I grew up in Winnipeg MB Canada. It is a good sized city (650,000) in the middle of "nowhere" Canada. We are fairly isolated. So whenever someone displayed a unique set of skills the community rallied around them. This meant I was blessed with a very supportive group of friends who encouraged me to believe in myself. Ironically, my biggest musical influences came from the US. So I decided that that was where I really wanted to launch my career. I moved to Nashville June 2009 and haven't look back since. The influence Nashville has had on me in the last year has been tremendous. There is so much talent in this city that it forces you to step your game up in order to be noticed.
What other artists out there do you love?
It takes a lot for me to fall in love with an artist. I respect what a lot of artists are doing even if I don't really care for their music. Often I'll like one or two songs of an artist and that's it. The thing is, most music does not have a profound affect on me. I watch friends go to concerts and revel in every song and I get jealous sometimes because I don't feel the music the way they do. But when a song hits me it hits HARD! As a kid I would listen to the same song over and over for hours on end. It was like a drug. I would just never get tired of it. And I connected in such a way that it made me see the world as more than it appears to be. I'm constantly chasing that spiritual high.
That said I do have a few favorites. I love Bruce Springsteen. I could listen to some of his songs day in and day out. Other favorites are Jackson Browne and Neil Young and Tom Petty. I do listen to a lot of newer music. I've been listening to a lot of "newer" music like David Gray and Ryan Adams lately.
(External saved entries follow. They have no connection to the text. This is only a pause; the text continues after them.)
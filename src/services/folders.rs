use crate::models::Folder;
use crate::services::slug::generate_slug;
use crate::Database;
use anyhow::Result;
use rusqlite::{Connection, OptionalExtension, Row};
use std::collections::HashSet;

/// Domain refusals for folder mutations. None of these abort a request;
/// handlers map them to a reported message.
#[derive(Debug, thiserror::Error)]
pub enum FolderError {
    #[error("Folder name is required.")]
    NameRequired,
    #[error("Folder not found.")]
    NotFound,
    #[error("Cannot delete folder. It must be empty and not a system folder.")]
    NotDeletable,
    #[error("Cannot move a folder into itself or its own subtree.")]
    IntoOwnSubtree,
    #[error(transparent)]
    Internal(#[from] anyhow::Error),
}

const FOLDER_COLUMNS: &str =
    "id, name, slug, description, icon, color, sort_order, parent_id, is_system, created_by, created_at";

fn map_folder(row: &Row) -> rusqlite::Result<Folder> {
    Ok(Folder {
        id: row.get(0)?,
        name: row.get(1)?,
        slug: row.get(2)?,
        description: row.get(3)?,
        icon: row.get(4)?,
        color: row.get(5)?,
        sort_order: row.get(6)?,
        parent_id: row.get(7)?,
        is_system: row.get::<_, i64>(8)? != 0,
        created_by: row.get(9)?,
        created_at: row.get(10)?,
    })
}

pub fn get_folder(db: &Database, id: i64) -> Result<Option<Folder>> {
    let conn = db.get()?;
    Ok(get_folder_conn(&conn, id)?)
}

fn get_folder_conn(conn: &Connection, id: i64) -> rusqlite::Result<Option<Folder>> {
    conn.query_row(
        &format!("SELECT {} FROM folders WHERE id = ?", FOLDER_COLUMNS),
        [id],
        map_folder,
    )
    .optional()
}

/// Direct children of a folder, or the root-level folders when `parent`
/// is `None`. Ordered by (sort_order, name).
pub fn list_children(db: &Database, parent: Option<i64>) -> Result<Vec<Folder>> {
    let conn = db.get()?;
    let (sql, param): (String, Vec<i64>) = match parent {
        Some(id) => (
            format!(
                "SELECT {} FROM folders WHERE parent_id = ? ORDER BY sort_order, name",
                FOLDER_COLUMNS
            ),
            vec![id],
        ),
        None => (
            format!(
                "SELECT {} FROM folders WHERE parent_id IS NULL ORDER BY sort_order, name",
                FOLDER_COLUMNS
            ),
            vec![],
        ),
    };
    let mut stmt = conn.prepare(&sql)?;
    let folders = stmt
        .query_map(rusqlite::params_from_iter(param.iter()), map_folder)?
        .collect::<Result<Vec<_>, _>>()?;
    Ok(folders)
}

/// Breadcrumb chain from the root down to (and including) `folder`.
/// The visited set stops a corrupted parent chain from looping.
pub fn breadcrumbs(db: &Database, folder: &Folder) -> Result<Vec<Folder>> {
    let conn = db.get()?;
    let mut chain = vec![folder.clone()];
    let mut seen: HashSet<i64> = HashSet::from([folder.id]);

    let mut parent = folder.parent_id;
    while let Some(pid) = parent {
        if !seen.insert(pid) {
            tracing::warn!("Folder {} has a cyclic parent chain", folder.id);
            break;
        }
        match get_folder_conn(&conn, pid)? {
            Some(f) => {
                parent = f.parent_id;
                chain.push(f);
            }
            None => break,
        }
    }

    chain.reverse();
    Ok(chain)
}

pub fn create_folder(
    db: &Database,
    name: &str,
    parent_id: Option<i64>,
    description: &str,
    created_by: Option<&str>,
) -> Result<Folder, FolderError> {
    let name = name.trim();
    if name.is_empty() {
        return Err(FolderError::NameRequired);
    }

    let conn = db.get()?;

    // A parent id that does not resolve degrades to "no parent".
    let parent_id = match parent_id {
        Some(pid) => get_folder_conn(&conn, pid)
            .map_err(anyhow::Error::from)?
            .map(|f| f.id),
        None => None,
    };

    conn.execute(
        "INSERT INTO folders (name, slug, description, parent_id, created_by) VALUES (?, ?, ?, ?, ?)",
        (name, generate_slug(name), description, parent_id, created_by),
    )
    .map_err(anyhow::Error::from)?;

    let id = conn.last_insert_rowid();
    tracing::info!("Created folder '{}' ({})", name, id);

    get_folder_conn(&conn, id)
        .map_err(anyhow::Error::from)?
        .ok_or(FolderError::NotFound)
}

pub fn rename_folder(db: &Database, id: i64, name: &str) -> Result<Folder, FolderError> {
    let name = name.trim();
    if name.is_empty() {
        return Err(FolderError::NameRequired);
    }

    let conn = db.get()?;
    let folder = get_folder_conn(&conn, id)
        .map_err(anyhow::Error::from)?
        .ok_or(FolderError::NotFound)?;

    conn.execute(
        "UPDATE folders SET name = ?, slug = ? WHERE id = ?",
        (name, generate_slug(name), folder.id),
    )
    .map_err(anyhow::Error::from)?;

    get_folder_conn(&conn, id)
        .map_err(anyhow::Error::from)?
        .ok_or(FolderError::NotFound)
}

fn child_count(conn: &Connection, id: i64) -> rusqlite::Result<i64> {
    conn.query_row(
        "SELECT COUNT(*) FROM folders WHERE parent_id = ?",
        [id],
        |row| row.get(0),
    )
}

/// Assigned media across all four sources.
fn media_count_conn(conn: &Connection, id: i64) -> rusqlite::Result<i64> {
    let mut total = 0i64;
    for table in ["images", "documents", "videos", "audio"] {
        let count: i64 = conn.query_row(
            &format!("SELECT COUNT(*) FROM {} WHERE folder_id = ?", table),
            [id],
            |row| row.get(0),
        )?;
        total += count;
    }
    Ok(total)
}

/// A folder is deletable iff it has no child folders, no assigned media
/// in any source, and is not a system folder.
pub fn can_delete(db: &Database, folder: &Folder) -> Result<bool> {
    let conn = db.get()?;
    Ok(can_delete_conn(&conn, folder)?)
}

fn can_delete_conn(conn: &Connection, folder: &Folder) -> rusqlite::Result<bool> {
    if folder.is_system {
        return Ok(false);
    }
    Ok(child_count(conn, folder.id)? == 0 && media_count_conn(conn, folder.id)? == 0)
}

/// Guarded delete. The guard and the delete run in one transaction so a
/// concurrent move into the folder cannot slip between them.
pub fn delete_folder(db: &Database, id: i64) -> Result<Folder, FolderError> {
    let mut conn = db.get()?;
    let tx = conn.transaction().map_err(anyhow::Error::from)?;

    let folder = get_folder_conn(&tx, id)
        .map_err(anyhow::Error::from)?
        .ok_or(FolderError::NotFound)?;

    if !can_delete_conn(&tx, &folder).map_err(anyhow::Error::from)? {
        return Err(FolderError::NotDeletable);
    }

    tx.execute("DELETE FROM folders WHERE id = ?", [id])
        .map_err(anyhow::Error::from)?;
    tx.commit().map_err(anyhow::Error::from)?;

    tracing::info!("Deleted folder '{}' ({})", folder.name, folder.id);
    Ok(folder)
}

/// Re-parent a folder. Refuses to create a cycle: the new parent must
/// not be the folder itself or any of its descendants.
pub fn move_folder(
    db: &Database,
    id: i64,
    new_parent: Option<i64>,
) -> Result<Folder, FolderError> {
    let mut conn = db.get()?;
    let tx = conn.transaction().map_err(anyhow::Error::from)?;

    let folder = get_folder_conn(&tx, id)
        .map_err(anyhow::Error::from)?
        .ok_or(FolderError::NotFound)?;

    let new_parent = match new_parent {
        Some(pid) => {
            let parent = get_folder_conn(&tx, pid)
                .map_err(anyhow::Error::from)?
                .ok_or(FolderError::NotFound)?;

            // Walk up from the target parent; hitting `id` means the
            // target sits inside the folder being moved.
            let mut seen: HashSet<i64> = HashSet::new();
            let mut cursor = Some(parent.id);
            while let Some(cid) = cursor {
                if cid == id {
                    return Err(FolderError::IntoOwnSubtree);
                }
                if !seen.insert(cid) {
                    break;
                }
                cursor = get_folder_conn(&tx, cid)
                    .map_err(anyhow::Error::from)?
                    .and_then(|f| f.parent_id);
            }
            Some(parent.id)
        }
        None => None,
    };

    tx.execute(
        "UPDATE folders SET parent_id = ? WHERE id = ?",
        (new_parent, folder.id),
    )
    .map_err(anyhow::Error::from)?;
    tx.commit().map_err(anyhow::Error::from)?;

    get_folder(db, id)?.ok_or(FolderError::NotFound)
}

struct DefaultFolder {
    name: &'static str,
    description: &'static str,
    icon: &'static str,
    color: &'static str,
    order: i64,
}

const DEFAULT_FOLDERS: &[DefaultFolder] = &[
    DefaultFolder {
        name: "Banners",
        description: "Marketing banners and promotional images",
        icon: "fa-flag",
        color: "#FF6B9D",
        order: 1,
    },
    DefaultFolder {
        name: "Products",
        description: "Product images and media",
        icon: "fa-box",
        color: "#4A90E2",
        order: 2,
    },
    DefaultFolder {
        name: "Campaigns",
        description: "Marketing campaign assets",
        icon: "fa-bullhorn",
        color: "#50E3C2",
        order: 3,
    },
    DefaultFolder {
        name: "Social Media",
        description: "Social media posts and graphics",
        icon: "fa-share-alt",
        color: "#9013FE",
        order: 4,
    },
    DefaultFolder {
        name: "Logos",
        description: "Company and brand logos",
        icon: "fa-copyright",
        color: "#F5A623",
        order: 5,
    },
    DefaultFolder {
        name: "Videos",
        description: "Video content and recordings",
        icon: "fa-video",
        color: "#4A90E2",
        order: 6,
    },
    DefaultFolder {
        name: "Audio",
        description: "Audio files and music",
        icon: "fa-music",
        color: "#50E3C2",
        order: 7,
    },
    DefaultFolder {
        name: "Documents",
        description: "PDFs and other documents",
        icon: "fa-file-alt",
        color: "#FF6B9D",
        order: 8,
    },
];

/// Seed the default root folders. Idempotent on (name, parent IS NULL):
/// re-running never duplicates. Seeded folders are system folders and
/// cannot be deleted.
pub fn seed_default_folders(db: &Database) -> Result<usize> {
    let conn = db.get()?;
    let mut created = 0usize;

    for folder in DEFAULT_FOLDERS {
        let existing: Option<i64> = conn
            .query_row(
                "SELECT id FROM folders WHERE name = ? AND parent_id IS NULL",
                [folder.name],
                |row| row.get(0),
            )
            .optional()?;

        if existing.is_some() {
            tracing::debug!("Folder already exists: {}", folder.name);
            continue;
        }

        conn.execute(
            "INSERT INTO folders (name, slug, description, icon, color, sort_order, is_system)
             VALUES (?, ?, ?, ?, ?, ?, 1)",
            (
                folder.name,
                generate_slug(folder.name),
                folder.description,
                folder.icon,
                folder.color,
                folder.order,
            ),
        )?;
        created += 1;
        tracing::info!("Created folder: {}", folder.name);
    }

    Ok(created)
}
What does your future hold?
I love this question because it gives me a chance to shape my destiny! My future is bright with a lot of promise. It has been a steady uphill battle but always with forward motion. I have the same vision today that I had 15 years ago (I'm 26 now). I still see myself on a big stage with thousands of people crowded around it waiting to see me play the music I created; the music that reached out to them and made them see the world as more than it appears to be.